* _EXERCISE INSTRUCTIONS_
Copy exactly the lines from the first line of the records below through the line containing "bus's own snoop.", including both, and nothing else.
++++ DATASET RECORDS
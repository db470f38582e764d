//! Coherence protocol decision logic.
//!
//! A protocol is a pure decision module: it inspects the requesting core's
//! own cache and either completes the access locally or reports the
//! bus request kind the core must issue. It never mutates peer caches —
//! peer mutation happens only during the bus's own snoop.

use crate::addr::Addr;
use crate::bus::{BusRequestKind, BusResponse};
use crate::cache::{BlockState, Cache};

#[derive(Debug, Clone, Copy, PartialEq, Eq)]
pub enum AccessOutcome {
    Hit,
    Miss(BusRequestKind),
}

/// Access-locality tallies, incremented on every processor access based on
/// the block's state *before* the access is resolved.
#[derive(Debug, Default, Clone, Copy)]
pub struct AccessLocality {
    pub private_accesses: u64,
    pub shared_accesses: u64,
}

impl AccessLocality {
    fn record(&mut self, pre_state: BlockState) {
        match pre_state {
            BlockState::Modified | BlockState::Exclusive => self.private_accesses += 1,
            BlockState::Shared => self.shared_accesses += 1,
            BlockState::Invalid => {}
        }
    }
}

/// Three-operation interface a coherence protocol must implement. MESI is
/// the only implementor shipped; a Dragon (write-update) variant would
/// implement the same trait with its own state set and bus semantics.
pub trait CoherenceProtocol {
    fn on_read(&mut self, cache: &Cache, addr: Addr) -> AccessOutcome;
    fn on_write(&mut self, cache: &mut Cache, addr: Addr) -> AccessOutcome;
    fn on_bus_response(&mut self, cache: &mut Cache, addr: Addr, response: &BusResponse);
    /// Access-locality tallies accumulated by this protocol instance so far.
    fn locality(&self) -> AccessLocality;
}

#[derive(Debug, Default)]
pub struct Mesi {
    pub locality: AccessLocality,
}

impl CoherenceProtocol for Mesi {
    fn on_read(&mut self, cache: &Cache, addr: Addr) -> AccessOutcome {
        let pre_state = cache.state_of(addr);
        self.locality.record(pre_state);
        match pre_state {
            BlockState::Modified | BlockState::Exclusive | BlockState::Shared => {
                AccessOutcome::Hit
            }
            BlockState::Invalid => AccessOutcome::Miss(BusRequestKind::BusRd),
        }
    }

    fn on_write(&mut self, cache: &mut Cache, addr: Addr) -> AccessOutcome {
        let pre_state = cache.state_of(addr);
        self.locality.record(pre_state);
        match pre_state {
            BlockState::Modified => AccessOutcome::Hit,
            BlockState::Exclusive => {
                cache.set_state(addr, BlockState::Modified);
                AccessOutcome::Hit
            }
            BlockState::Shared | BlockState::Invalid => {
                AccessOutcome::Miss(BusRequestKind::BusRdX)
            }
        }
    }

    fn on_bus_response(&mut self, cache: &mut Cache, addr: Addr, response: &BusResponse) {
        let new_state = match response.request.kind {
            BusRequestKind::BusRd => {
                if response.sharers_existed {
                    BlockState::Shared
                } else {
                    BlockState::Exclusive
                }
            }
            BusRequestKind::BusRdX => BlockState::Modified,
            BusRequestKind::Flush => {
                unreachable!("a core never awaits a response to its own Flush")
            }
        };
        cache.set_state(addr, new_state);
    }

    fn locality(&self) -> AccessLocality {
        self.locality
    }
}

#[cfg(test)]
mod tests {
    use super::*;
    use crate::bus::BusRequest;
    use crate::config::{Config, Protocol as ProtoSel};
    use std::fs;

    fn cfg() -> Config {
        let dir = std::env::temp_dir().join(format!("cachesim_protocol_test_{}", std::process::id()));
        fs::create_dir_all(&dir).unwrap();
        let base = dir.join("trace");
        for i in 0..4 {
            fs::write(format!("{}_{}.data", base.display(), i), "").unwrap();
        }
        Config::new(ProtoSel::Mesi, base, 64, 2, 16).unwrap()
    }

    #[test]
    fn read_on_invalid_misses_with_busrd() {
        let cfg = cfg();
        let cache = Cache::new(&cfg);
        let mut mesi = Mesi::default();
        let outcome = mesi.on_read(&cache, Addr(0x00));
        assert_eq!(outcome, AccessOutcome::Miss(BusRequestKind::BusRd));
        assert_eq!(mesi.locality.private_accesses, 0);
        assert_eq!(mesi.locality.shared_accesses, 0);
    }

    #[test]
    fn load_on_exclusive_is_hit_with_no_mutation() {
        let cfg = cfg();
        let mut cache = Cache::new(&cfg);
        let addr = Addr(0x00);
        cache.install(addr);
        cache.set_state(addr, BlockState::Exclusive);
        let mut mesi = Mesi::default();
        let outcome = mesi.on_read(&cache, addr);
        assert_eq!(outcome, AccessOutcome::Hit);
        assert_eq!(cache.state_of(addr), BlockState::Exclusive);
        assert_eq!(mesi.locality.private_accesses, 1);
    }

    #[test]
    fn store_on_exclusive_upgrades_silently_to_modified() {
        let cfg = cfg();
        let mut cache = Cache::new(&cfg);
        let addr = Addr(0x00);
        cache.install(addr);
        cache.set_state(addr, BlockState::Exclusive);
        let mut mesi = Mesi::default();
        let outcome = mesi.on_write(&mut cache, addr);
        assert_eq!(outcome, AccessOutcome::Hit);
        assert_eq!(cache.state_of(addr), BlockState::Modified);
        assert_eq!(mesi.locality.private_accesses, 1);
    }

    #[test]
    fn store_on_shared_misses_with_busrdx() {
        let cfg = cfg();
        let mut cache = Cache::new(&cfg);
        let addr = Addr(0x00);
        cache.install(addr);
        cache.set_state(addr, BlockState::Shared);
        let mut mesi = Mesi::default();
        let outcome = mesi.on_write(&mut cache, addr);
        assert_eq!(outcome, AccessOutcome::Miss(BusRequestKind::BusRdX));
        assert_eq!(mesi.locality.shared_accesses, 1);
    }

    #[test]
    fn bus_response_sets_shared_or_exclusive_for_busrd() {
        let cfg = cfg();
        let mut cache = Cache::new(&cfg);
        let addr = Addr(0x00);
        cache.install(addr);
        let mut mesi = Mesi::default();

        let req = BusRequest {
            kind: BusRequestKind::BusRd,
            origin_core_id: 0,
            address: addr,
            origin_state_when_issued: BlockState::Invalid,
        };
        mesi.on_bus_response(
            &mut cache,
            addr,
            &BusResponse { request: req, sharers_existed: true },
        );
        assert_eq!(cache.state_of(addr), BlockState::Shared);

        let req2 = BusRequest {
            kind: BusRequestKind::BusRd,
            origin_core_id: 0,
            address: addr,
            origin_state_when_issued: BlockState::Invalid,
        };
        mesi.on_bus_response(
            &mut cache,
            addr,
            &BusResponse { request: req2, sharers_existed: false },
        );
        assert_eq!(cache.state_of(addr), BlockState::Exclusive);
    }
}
++++++++
* _EXERCISE OUTPUT_
repository db470f38582e764d
//! Coherence protocol decision logic.
//!
//! A protocol is a pure decision module: it inspects the requesting core's
//! own cache and either completes the access locally or reports the
//! bus request kind the core must issue. It never mutates peer caches —
//! peer mutation happens only during the bus's own snoop.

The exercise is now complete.